- Work task:
An identical copy of the data below is needed.

- Records for this task:

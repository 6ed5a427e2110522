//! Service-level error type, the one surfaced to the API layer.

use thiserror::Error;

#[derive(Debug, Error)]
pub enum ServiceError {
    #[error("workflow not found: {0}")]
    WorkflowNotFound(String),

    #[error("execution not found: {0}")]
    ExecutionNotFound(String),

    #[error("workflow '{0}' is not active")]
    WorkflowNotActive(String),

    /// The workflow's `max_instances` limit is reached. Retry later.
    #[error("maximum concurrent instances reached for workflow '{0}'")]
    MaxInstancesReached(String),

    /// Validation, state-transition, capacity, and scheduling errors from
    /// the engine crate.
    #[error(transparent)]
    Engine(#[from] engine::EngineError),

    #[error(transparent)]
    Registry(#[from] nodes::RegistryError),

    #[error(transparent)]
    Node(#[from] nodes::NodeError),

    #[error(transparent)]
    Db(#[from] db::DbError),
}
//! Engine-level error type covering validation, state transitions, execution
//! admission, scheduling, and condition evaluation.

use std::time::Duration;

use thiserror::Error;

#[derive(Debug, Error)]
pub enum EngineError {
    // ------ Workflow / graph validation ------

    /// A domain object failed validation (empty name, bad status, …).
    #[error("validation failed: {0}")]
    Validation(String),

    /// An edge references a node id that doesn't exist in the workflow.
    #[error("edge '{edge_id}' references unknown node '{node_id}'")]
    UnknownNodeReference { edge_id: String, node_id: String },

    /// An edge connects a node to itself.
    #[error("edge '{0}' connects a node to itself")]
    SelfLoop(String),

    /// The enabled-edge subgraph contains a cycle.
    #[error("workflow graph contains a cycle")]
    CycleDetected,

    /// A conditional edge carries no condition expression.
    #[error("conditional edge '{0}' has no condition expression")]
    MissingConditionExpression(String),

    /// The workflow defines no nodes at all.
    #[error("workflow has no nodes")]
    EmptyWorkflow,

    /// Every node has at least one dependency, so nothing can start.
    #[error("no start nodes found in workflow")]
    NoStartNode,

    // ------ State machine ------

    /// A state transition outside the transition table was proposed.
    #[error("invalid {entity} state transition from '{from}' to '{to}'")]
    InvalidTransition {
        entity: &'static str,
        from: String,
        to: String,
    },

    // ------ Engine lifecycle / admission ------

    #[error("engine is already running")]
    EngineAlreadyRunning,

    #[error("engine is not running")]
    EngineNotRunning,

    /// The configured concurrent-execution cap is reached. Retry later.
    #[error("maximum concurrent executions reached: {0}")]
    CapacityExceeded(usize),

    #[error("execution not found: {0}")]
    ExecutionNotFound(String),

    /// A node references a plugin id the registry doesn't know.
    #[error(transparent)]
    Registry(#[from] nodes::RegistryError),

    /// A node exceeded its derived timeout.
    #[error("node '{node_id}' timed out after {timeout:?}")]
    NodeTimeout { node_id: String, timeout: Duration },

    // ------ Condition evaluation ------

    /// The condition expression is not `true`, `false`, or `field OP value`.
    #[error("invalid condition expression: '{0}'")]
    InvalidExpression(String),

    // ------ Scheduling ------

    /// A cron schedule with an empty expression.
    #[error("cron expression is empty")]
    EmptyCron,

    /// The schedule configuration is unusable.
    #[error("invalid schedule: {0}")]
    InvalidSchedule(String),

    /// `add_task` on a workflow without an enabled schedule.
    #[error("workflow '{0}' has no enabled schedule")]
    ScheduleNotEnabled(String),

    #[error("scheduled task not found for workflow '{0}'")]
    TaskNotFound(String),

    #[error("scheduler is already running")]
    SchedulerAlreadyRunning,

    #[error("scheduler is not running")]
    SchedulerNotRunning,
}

- Reply:
repository 6ed5a427e2110522
//! Service-level error type, the one surfaced to the API layer.

use thiserror::Error;

#[derive(Debug, Error)]
pub enum ServiceError {
    #[error("workflow not found: {0}")]
    WorkflowNotFound(String),

    #[error("execution not found: {0}")]
    ExecutionNotFound(String),

    #[error("workflow '{0}' is not active")]
    WorkflowNotActive(String),

    /// The workflow's `max_instances` limit is reached. Retry later.
    #[error("maximum concurrent instances reached for workflow '{0}'")]
    MaxInstancesReached(String),

    /// Validation, state-transition, capacity, and scheduling errors from
    /// the engine crate.
    #[error(transparent)]
    Engine(#[from] engine::EngineError),

    #[error(transparent)]
    Registry(#[from] nodes::RegistryError),

    #[error(transparent)]
    Node(#[from] nodes::NodeError),

    #[error(transparent)]
    Db(#[from] db::DbError),
}
//! Engine-level error type covering validation, state transitions, execution
//! admission, scheduling, and condition evaluation.

use std::time::Duration;

use thiserror::Error;

#[derive(Debug, Error)]
pub enum EngineError {
    // ------ Workflow / graph validation ------

    /// A domain object failed validation (empty name, bad status, …).
    #[error("validation failed: {0}")]
    Validation(String),

    /// An edge references a node id that doesn't exist in the workflow.
    #[error("edge '{edge_id}' references unknown node '{node_id}'")]
    UnknownNodeReference { edge_id: String, node_id: String },

    /// An edge connects a node to itself.
    #[error("edge '{0}' connects a node to itself")]
    SelfLoop(String),

    /// The enabled-edge subgraph contains a cycle.
    #[error("workflow graph contains a cycle")]
    CycleDetected,

    /// A conditional edge carries no condition expression.
    #[error("conditional edge '{0}' has no condition expression")]
    MissingConditionExpression(String),

    /// The workflow defines no nodes at all.
    #[error("workflow has no nodes")]
    EmptyWorkflow,

    /// Every node has at least one dependency, so nothing can start.
    #[error("no start nodes found in workflow")]
    NoStartNode,

    // ------ State machine ------

    /// A state transition outside the transition table was proposed.
    #[error("invalid {entity} state transition from '{from}' to '{to}'")]
    InvalidTransition {
        entity: &'static str,
        from: String,
        to: String,
    },

    // ------ Engine lifecycle / admission ------

    #[error("engine is already running")]
    EngineAlreadyRunning,

    #[error("engine is not running")]
    EngineNotRunning,

    /// The configured concurrent-execution cap is reached. Retry later.
    #[error("maximum concurrent executions reached: {0}")]
    CapacityExceeded(usize),

    #[error("execution not found: {0}")]
    ExecutionNotFound(String),

    /// A node references a plugin id the registry doesn't know.
    #[error(transparent)]
    Registry(#[from] nodes::RegistryError),

    /// A node exceeded its derived timeout.
    #[error("node '{node_id}' timed out after {timeout:?}")]
    NodeTimeout { node_id: String, timeout: Duration },

    // ------ Condition evaluation ------

    /// The condition expression is not `true`, `false`, or `field OP value`.
    #[error("invalid condition expression: '{0}'")]
    InvalidExpression(String),

    // ------ Scheduling ------

    /// A cron schedule with an empty expression.
    #[error("cron expression is empty")]
    EmptyCron,

    /// The schedule configuration is unusable.
    #[error("invalid schedule: {0}")]
    InvalidSchedule(String),

    /// `add_task` on a workflow without an enabled schedule.
    #[error("workflow '{0}' has no enabled schedule")]
    ScheduleNotEnabled(String),

    #[error("scheduled task not found for workflow '{0}'")]
    TaskNotFound(String),

    #[error("scheduler is already running")]
    SchedulerAlreadyRunning,

    #[error("scheduler is not running")]
    SchedulerNotRunning,
}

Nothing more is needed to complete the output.